Is it ethical to politicize the military?
On June 30th South Dakota Governor Kristi Noem pledged the support of 50 of South Dakota's national guard who will be heading for Texas for an initial period of 30 to 60 days, to assist in the unfolding immigration crisis at the US border with Mexico.
Unusually, and somewhat controversially the troops' deployment is being funded by a Republican mega-donor - Willis and Reba Johnson’s Foundation. The Tennessee-based nonprofit has previously donated to Trump and the National Rifle Association.
Noem, a long-time supporter of former President Donald Trump was responding to a call put out by fellow Republican Governors Doug Ducey of Arizona and Greg Abbott of Texas who had written to other state governors requesting help in tackling the issue. Her response follows similar responses by other Republican-led states like Idaho that have also heeded the call for help:
The initiative is one of Texas Governor Greg Abbott's primary areas of focus as he prepares for his re-election campaign in 2022. As well as deploying law enforcement officers on the ground who are tasked with apprehending those crossing the border, Governor Abbott has recently announced renewed initiatives to build a wall along the border with Mexico, revealing his intention to fund the wall in part by public donations - to-date around $459,000 has been raised.

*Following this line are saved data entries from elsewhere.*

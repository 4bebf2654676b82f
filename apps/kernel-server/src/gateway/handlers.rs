// [[AXON]]/apps/kernel-server/src/gateway/handlers.rs
// Purpose: Method handlers behind the gateway registry.
// Architecture: Gateway Layer
// Dependencies: serde, serde_json

use async_trait::async_trait;
use chrono::{DateTime, Utc};
use serde::Deserialize;
use serde_json::{json, Value};
use std::collections::HashSet;
use uuid::Uuid;

use super::registry::{HandlerCtx, MethodHandler};
use crate::error::{KernelError, KernelResult};
use crate::events::{DomainEvent, EventTopic};
use crate::models::{builtin_model_catalog, Task, TaskPriority, TaskStatus};
use crate::repo::tasks::TaskFilter;
use crate::tools::ToolContext;

fn parse_params<T: for<'de> Deserialize<'de>>(params: Value) -> KernelResult<T> {
    serde_json::from_value(params).map_err(|e| KernelError::InvalidInput(format!("params: {}", e)))
}

// === CONTROL ===

pub struct Initialize;

#[async_trait]
impl MethodHandler for Initialize {
    async fn handle(&self, ctx: &HandlerCtx, params: Value) -> KernelResult<Value> {
        #[derive(Deserialize)]
        struct InitializeParams {
            #[serde(default)]
            client_info: Option<Value>,
            #[serde(default)]
            protocol_version: Option<String>,
        }
        let p: InitializeParams = parse_params(params)?;
        if let Some(info) = &p.client_info {
            tracing::info!(
                "session {} initialize from client {}",
                ctx.session_id,
                info.get("name").and_then(|n| n.as_str()).unwrap_or("unknown")
            );
        }

        // Issue the session refresh token; only its hash is retained.
        let refresh_token = Uuid::new_v4().to_string();
        let hash = crate::auth::hash_refresh_token(&refresh_token);
        if let Some(entry) = ctx.kernel.sessions.get(ctx.session_id) {
            let mut session = entry.session.lock().unwrap_or_else(|e| e.into_inner());
            session.refresh_token_hash = Some(hash.clone());
        }
        if let Err(e) = ctx
            .kernel
            .repos
            .sessions
            .set_refresh_token_hash(ctx.session_id, &hash)
            .await
        {
            tracing::debug!("refresh token persist failed: {}", e);
        }

        Ok(json!({
            "session_id": ctx.session_id,
            "refresh_token": refresh_token,
            "protocol_version": p.protocol_version.unwrap_or_else(|| "mcp.v1".to_string()),
            "server": {
                "name": "axon-kernel",
                "version": env!("CARGO_PKG_VERSION"),
            },
            "capabilities": {
                "tools": true,
                "resources": {"subscribe": true},
                "prompts": true,
                "tasks": true,
                "workflows": true,
            },
            "methods": ctx.kernel.registry.method_names(),
        }))
    }
}

pub struct Ping;

#[async_trait]
impl MethodHandler for Ping {
    async fn handle(&self, ctx: &HandlerCtx, _params: Value) -> KernelResult<Value> {
        // Client ping refreshes the session TTL, live table first.
        if let Some(entry) = ctx.kernel.sessions.get(ctx.session_id) {
            entry.touch();
        }
        if let Err(e) = ctx.kernel.repos.sessions.touch(ctx.session_id).await {
            tracing::debug!("session row refresh failed: {}", e);
        }
        Ok(json!({"pong": true, "time": Utc::now().to_rfc3339()}))
    }
}

/// Client-requested session close; the connection loop closes cleanly
/// after the response is flushed.
pub struct Shutdown;

#[async_trait]
impl MethodHandler for Shutdown {
    async fn handle(&self, _ctx: &HandlerCtx, _params: Value) -> KernelResult<Value> {
        Ok(json!({"closing": true}))
    }
}

// === TOOLS ===

pub fn tools_call_schema() -> Value {
    json!({
        "type": "object",
        "required": ["name"],
        "properties": {
            "name": {"type": "string"},
            "arguments": {"type": "object"},
        }
    })
}

pub struct ToolsList;

#[async_trait]
impl MethodHandler for ToolsList {
    async fn handle(&self, ctx: &HandlerCtx, _params: Value) -> KernelResult<Value> {
        Ok(json!({"tools": ctx.kernel.tools.list(ctx.principal.tenant_id)}))
    }
}

pub struct ToolsCall;

#[async_trait]
impl MethodHandler for ToolsCall {
    async fn handle(&self, ctx: &HandlerCtx, params: Value) -> KernelResult<Value> {
        #[derive(Deserialize)]
        struct CallParams {
            name: String,
            #[serde(default)]
            arguments: Value,
        }
        let p: CallParams = parse_params(params)?;
        let tool_ctx = ToolContext {
            tenant_id: ctx.principal.tenant_id,
            agent_id: ctx.principal.agent_id.clone(),
        };
        let result = ctx
            .kernel
            .tools
            .call(&tool_ctx, &p.name, p.arguments)
            .await?;
        Ok(json!({"content": result}))
    }
}

// === RESOURCES & PROMPTS ===

pub fn resources_read_schema() -> Value {
    json!({
        "type": "object",
        "required": ["uri"],
        "properties": {"uri": {"type": "string"}}
    })
}

pub fn resources_subscribe_schema() -> Value {
    json!({
        "type": "object",
        "required": ["topics"],
        "properties": {"topics": {"type": "array", "items": {"type": "string"}}}
    })
}

pub struct ResourcesList;

#[async_trait]
impl MethodHandler for ResourcesList {
    async fn handle(&self, _ctx: &HandlerCtx, _params: Value) -> KernelResult<Value> {
        Ok(json!({
            "resources": [
                {
                    "uri": "models://catalog",
                    "name": "Embedding model catalog",
                    "mime_type": "application/json",
                },
                {
                    "uri": "context://{context_id}",
                    "name": "Shared context",
                    "mime_type": "application/json",
                },
                {
                    "uri": "document://{document_id}",
                    "name": "Shared document",
                    "mime_type": "application/json",
                },
            ]
        }))
    }
}

pub struct ResourcesRead;

#[async_trait]
impl MethodHandler for ResourcesRead {
    async fn handle(&self, ctx: &HandlerCtx, params: Value) -> KernelResult<Value> {
        #[derive(Deserialize)]
        struct ReadParams {
            uri: String,
        }
        let p: ReadParams = parse_params(params)?;
        let tenant_id = ctx.principal.tenant_id;

        if p.uri == "models://catalog" {
            return Ok(json!({"contents": builtin_model_catalog()}));
        }
        if let Some(context_id) = p.uri.strip_prefix("context://") {
            let content = ctx.kernel.documents.context_get(tenant_id, context_id).await?;
            return Ok(json!({"contents": content}));
        }
        if let Some(raw) = p.uri.strip_prefix("document://") {
            let document_id: Uuid = raw
                .parse()
                .map_err(|_| KernelError::InvalidInput("malformed document id".into()))?;
            let doc = ctx.kernel.documents.get(tenant_id, document_id).await?;
            return Ok(json!({"contents": doc}));
        }
        Err(KernelError::NotFound(format!("resource '{}'", p.uri)))
    }
}

pub struct ResourcesSubscribe;

#[async_trait]
impl MethodHandler for ResourcesSubscribe {
    async fn handle(&self, ctx: &HandlerCtx, params: Value) -> KernelResult<Value> {
        #[derive(Deserialize)]
        struct SubscribeParams {
            topics: Vec<String>,
        }
        let p: SubscribeParams = parse_params(params)?;
        const KNOWN: [&str; 5] = ["task", "workflow", "document", "agent", "system"];
        for topic in &p.topics {
            if !KNOWN.contains(&topic.as_str()) {
                return Err(KernelError::InvalidInput(format!("unknown topic '{}'", topic)));
            }
        }
        let entry = ctx
            .kernel
            .sessions
            .get(ctx.session_id)
            .ok_or_else(|| KernelError::NotFound("session".into()))?;
        let topics: HashSet<String> = p.topics.iter().cloned().collect();
        entry.set_subscriptions(topics);

        // Durable copy is best-effort; the live table is authoritative.
        if let Err(e) = ctx
            .kernel
            .repos
            .sessions
            .set_subscriptions(ctx.session_id, &p.topics)
            .await
        {
            tracing::debug!("session subscription persist failed: {}", e);
        }
        Ok(json!({"subscribed": p.topics}))
    }
}

pub struct PromptsList;

#[async_trait]
impl MethodHandler for PromptsList {
    async fn handle(&self, _ctx: &HandlerCtx, _params: Value) -> KernelResult<Value> {
        Ok(json!({
            "prompts": [
                {
                    "name": "summarize-task",
                    "description": "Summarize a task and its transition history",
                    "arguments": [{"name": "task_id", "required": true}],
                },
                {
                    "name": "triage-failure",
                    "description": "Triage a failed workflow execution",
                    "arguments": [{"name": "execution_id", "required": true}],
                },
            ]
        }))
    }
}

// === TASKS ===

pub fn task_create_schema() -> Value {
    json!({
        "type": "object",
        "required": ["type", "title"],
        "properties": {
            "type": {"type": "string"},
            "title": {"type": "string"},
            "parameters": {"type": "object"},
            "priority": {"enum": ["low", "normal", "high", "urgent"]},
            "idempotency_key": {"type": "string"},
            "parent_id": {"type": "string"},
            "deadline": {"type": "string", "format": "date-time"},
        }
    })
}

pub fn task_id_schema() -> Value {
    json!({
        "type": "object",
        "required": ["task_id"],
        "properties": {"task_id": {"type": "string"}}
    })
}

pub struct TaskCreate;

#[async_trait]
impl MethodHandler for TaskCreate {
    async fn handle(&self, ctx: &HandlerCtx, params: Value) -> KernelResult<Value> {
        #[derive(Deserialize)]
        struct CreateParams {
            #[serde(rename = "type")]
            task_type: String,
            title: String,
            #[serde(default)]
            parameters: Value,
            #[serde(default)]
            priority: TaskPriority,
            #[serde(default)]
            idempotency_key: Option<String>,
            #[serde(default)]
            parent_id: Option<Uuid>,
            #[serde(default)]
            deadline: Option<DateTime<Utc>>,
        }
        let p: CreateParams = parse_params(params)?;
        if p.task_type.is_empty() || p.title.is_empty() {
            return Err(KernelError::InvalidInput("type and title must be non-empty".into()));
        }

        let task = Task {
            id: Uuid::new_v4(),
            tenant_id: ctx.principal.tenant_id,
            task_type: p.task_type,
            status: TaskStatus::Pending,
            priority: p.priority,
            title: p.title,
            parameters: if p.parameters.is_null() { json!({}) } else { p.parameters },
            assigned_to: None,
            delegated_from: None,
            parent_id: p.parent_id,
            created_by: ctx.principal.agent_id.clone(),
            idempotency_key: p.idempotency_key,
            version: 1,
            created_at: Utc::now(),
            assigned_at: None,
            accepted_at: None,
            started_at: None,
            completed_at: None,
            deadline: p.deadline,
            deleted_at: None,
        };
        let task = ctx.kernel.repos.tasks.create(&task).await?;

        // A pending row routes immediately; no eligible agent just leaves
        // it queued for the next registration.
        let task = if task.status == TaskStatus::Pending {
            match ctx.kernel.engine.assign(&task, &ctx.principal.agent_id).await {
                Ok(assigned) => assigned,
                Err(e) => {
                    tracing::info!("task {} left pending: {}", task.id, e);
                    task
                }
            }
        } else {
            task
        };
        ctx.kernel.events.publish(DomainEvent::new(
            Some(task.tenant_id),
            EventTopic::Task,
            "task.created",
            json!({"task_id": task.id, "status": task.status, "assigned_to": task.assigned_to}),
        ));
        Ok(serde_json::to_value(&task).unwrap_or_default())
    }
}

He seems to genuinely believe that the issue will be solved by enforcement officers and a wall alone - isn't this a rather one-dimensional response to a complex humanitarian crisis? Rather than tackling the symptoms of the problem - the vast numbers of immigrants who are seeking asylum in the US as they flee oppressive regimes or seek a better life - would it not also be advisable to support resolution of the issues driving the mass-migration at source?
Walls and troops or tact and diplomacy?
Vice President Kamala Harris has been appointed by President Biden as a Border Czar, tasked with addressing the crisis. Her political aides have pointed out that her official remit is to lead the diplomatic outreach to Central American countries to address the root causes of migration rather than merely trying to blockade those trying to cross the border or physically apprehend or intimidate them.
The border crisis is significant and one that demands appropriate action if it's ever to be resolved. The BBC reported on June 10th that US Customs and Border Protection (CBP) had captured 180,034 migrants in May. The number of undocumented migrants reaching the border has reached its highest level in more than 20 years. Clear and decisive action is needed to prevent this from becoming an ever-bigger problem, particularly for Americans living in the southern border states.
Continuing to believe that enormous fortified walls, or increased patrols of officers to physically guard a border that spans more than 2000 miles seems foolish and naive however. President Trump singularly failed to deliver on the promise of building a wall along the border - why would Abbott feel his project has a greater chance of success?
The same goes for another move taken by Abbott - removing licenses for state childcare facilities found to be housing migrant children. That was described by U.S. Department of Health and Human Services as a "direct attack" on the effort to rehome federal migrant children. Over 8,500 children are currently housed in 52 such facilities in Texas and could be at risk as a result of his decision.
Is it ethical for a private donor to fund troops?
The response by Governor Noem is significant, and in many ways it dwarfs the responses of other Republican-led states who have responded to the call for help.
- Florida is sending 50 law enforcement officers.
- Idaho has pledged 5 of its State Troopers to work in gathering intelligence in Arizona for 21 days
- Iowa is sending 30 state police officers for two-weeks
- Nebraska is sending 25 state patrol troopers for up to 16 days.
Meanwhile, questions are being raised about the ethics of using a private donation to fund the sending of government troops into action at the border. Commenting on the move, Roger Tellinghuisen, a Republican who served as attorney general in South Dakota said:
“I don’t have a clue if it’s legal, it’s a question in my own mind.”
Private funds have previously been used in the state, but more commonly to fund civic construction projects rather than for funding law-enforcement or military operations.
Rachel VanLandingham, a former Air Force lawyer and professor at Southwestern Law School was more forthright in her comments:
“It’s basically money laundering, and it’s turning the state National Guard into a mercenary force. (Governor Noem is) using troops there that are a resource and have been paid for by taxpayers that are being used for a political show by a high-powered donor because the governor thought it was a good idea.”
It remains to be seen whether the troops and law enforcement officers being sent to assist in resolving the border crisis will serve a useful purpose. As for the way that the South Dakota troops have been funded - that may lead to further legal and ethical challenges. It sets a dangerous precedent where National Guardsmen could be seen as mercenaries - troops available for hire through private donations - certainly not the purpose for which they are intended.